What to work on:
Print the records below word for word, beginning with the first line and ending once the line containing "pub fn read_polls_xlsx(path: &str)" is printed.

Dataset:
= Beginning of Section =

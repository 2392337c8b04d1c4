// Reading the same two tables from Excel workbooks. The first worksheet is
// used; the first row must carry the column names.

use calamine::{open_workbook, DataType, Reader, Xlsx};
use log::debug;
use snafu::prelude::*;

use poll_explorer::{DataLoadError, PollSource, RatingSource};

use crate::explorer::{EmptyExcelSnafu, ExplorerResult, LoadSnafu, OpeningExcelSnafu};

pub fn read_polls_xlsx(path: &str) -> ExplorerResult<Vec<PollSource>> {
    let wrange = get_range(path)?;
    let mut rows = wrange.rows();
    let header = rows.next().context(EmptyExcelSnafu { path })?;
    debug!("read_polls_xlsx: header: {:?}", header);

    let c_poll_id = column(header, path, "poll_id")?;
    let c_question_id = column(header, path, "question_id")?;
    let c_pollster = column(header, path, "pollster")?;
    let c_cycle = column(header, path, "cycle")?;
    let c_race = column(header, path, "race")?;
    let c_location = column(header, path, "location")?;
    let c_methodology = column(header, path, "methodology")?;
    let c_margin_poll = column(header, path, "margin_poll")?;
    let c_margin_actual = column(header, path, "margin_actual")?;
    let c_samplesize = column(header, path, "samplesize")?;
    let c_polldate = column(header, path, "polldate")?;

    let mut res: Vec<PollSource> = Vec::new();
    for row in rows {
        res.push(PollSource {
            poll_id: cell_u64(row.get(c_poll_id)),
            question_id: cell_u64(row.get(c_question_id)),
            pollster: cell_str(row.get(c_pollster)),
            cycle: cell_i32(row.get(c_cycle)),
            race: cell_str(row.get(c_race)),
            location: cell_str(row.get(c_location)),
            methodology: cell_opt_str(row.get(c_methodology)),
            margin_poll: cell_f64(row.get(c_margin_poll)),
            margin_actual: cell_f64(row.get(c_margin_actual)),
            samplesize: cell_i64(row.get(c_samplesize)),
            polldate: cell_str(row.get(c_polldate)),
        });
    }
    debug!("read_polls_xlsx: {} rows read from {}", res.len(), path);
    Ok(res)
}

pub fn read_ratings_xlsx(path: &str) -> ExplorerResult<Vec<RatingSource>> {
    let wrange = get_range(path)?;
    let mut rows = wrange.rows();
    let header = rows.next().context(EmptyExcelSnafu { path })?;
    debug!("read_ratings_xlsx: header: {:?}", header);

    let c_pollster = column(header, path, "pollster")?;
    let c_rank = column(header, path, "rank")?;
    let c_numeric_grade = column(header, path, "numeric_grade")?;
    let c_pollscore = column(header, path, "POLLSCORE")?;
    let c_transparency = column(header, path, "wtd_avg_transparency")?;
    let c_number_polls = column(header, path, "number_polls_pollster_total")?;
    let c_error_ppm = column(header, path, "error_ppm")?;
    let c_bias_ppm = column(header, path, "bias_ppm")?;

    let mut res: Vec<RatingSource> = Vec::new();
    for row in rows {
        res.push(RatingSource {
            pollster: cell_str(row.get(c_pollster)),
            rank: cell_u64(row.get(c_rank)).map(|v| v as u32),
            numeric_grade: cell_f64(row.get(c_numeric_grade)),
            pollscore: cell_f64(row.get(c_pollscore)),
            wtd_avg_transparency: cell_f64(row.get(c_transparency)),
            number_polls_pollster_total: cell_u64(row.get(c_number_polls)),
            error_ppm: cell_f64(row.get(c_error_ppm)),
            bias_ppm: cell_f64(row.get(c_bias_ppm)),
        });
    }
    debug!("read_ratings_xlsx: {} rows read from {}", res.len(), path);
    Ok(res)
}

fn get_range(path: &str) -> ExplorerResult<calamine::Range<DataType>> {
    let mut workbook: Xlsx<_> = open_workbook(path).context(OpeningExcelSnafu { path })?;
    let wrange = workbook
        .worksheet_range_at(0)
        .context(EmptyExcelSnafu { path })?
        .context(OpeningExcelSnafu { path })?;
    Ok(wrange)
}

fn column(header: &[DataType], table: &str, name: &str) -> ExplorerResult<usize> {
    header
        .iter()
        .position(|c| matches!(c, DataType::String(s) if s.trim() == name))
        .ok_or_else(|| DataLoadError::MissingColumn {
            table: table.to_string(),
            column: name.to_string(),
        })
        .context(LoadSnafu {})
}

fn cell_str(cell: Option<&DataType>) -> String {
    match cell {
        Some(DataType::String(s)) => s.trim().to_string(),
        Some(DataType::Int(i)) => i.to_string(),
        _ => String::new(),
    }
}

fn cell_opt_str(cell: Option<&DataType>) -> Option<String> {
    let s = cell_str(cell);
    if s.is_empty() {
        None
    } else {
        Some(s)
    }
}

fn cell_f64(cell: Option<&DataType>) -> Option<f64> {
    match cell {
        Some(DataType::Float(f)) => Some(*f),
        Some(DataType::Int(i)) => Some(*i as f64),
        Some(DataType::String(s)) => s.trim().parse::<f64>().ok(),
        _ => None,
    }
}

fn cell_i64(cell: Option<&DataType>) -> Option<i64> {
    match cell {
        Some(DataType::Int(i)) => Some(*i),
        Some(DataType::Float(f)) => Some(*f as i64),
        Some(DataType::String(s)) => s.trim().parse::<i64>().ok(),
        _ => None,
    }
}

fn cell_i32(cell: Option<&DataType>) -> Option<i32> {
    cell_i64(cell).map(|v| v as i32)
}

fn cell_u64(cell: Option<&DataType>) -> Option<u64> {
    match cell_i64(cell) {
        Some(v) if v >= 0 => Some(v as u64),
        _ => None,
    }
}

= End of Section =

Exercise response:
repository 2392337c8b04d1c4
// Reading the same two tables from Excel workbooks. The first worksheet is
// used; the first row must carry the column names.

use calamine::{open_workbook, DataType, Reader, Xlsx};
use log::debug;
use snafu::prelude::*;

use poll_explorer::{DataLoadError, PollSource, RatingSource};

use crate::explorer::{EmptyExcelSnafu, ExplorerResult, LoadSnafu, OpeningExcelSnafu};

pub fn read_polls_xlsx(path: &str) -> ExplorerResult<Vec<PollSource>> {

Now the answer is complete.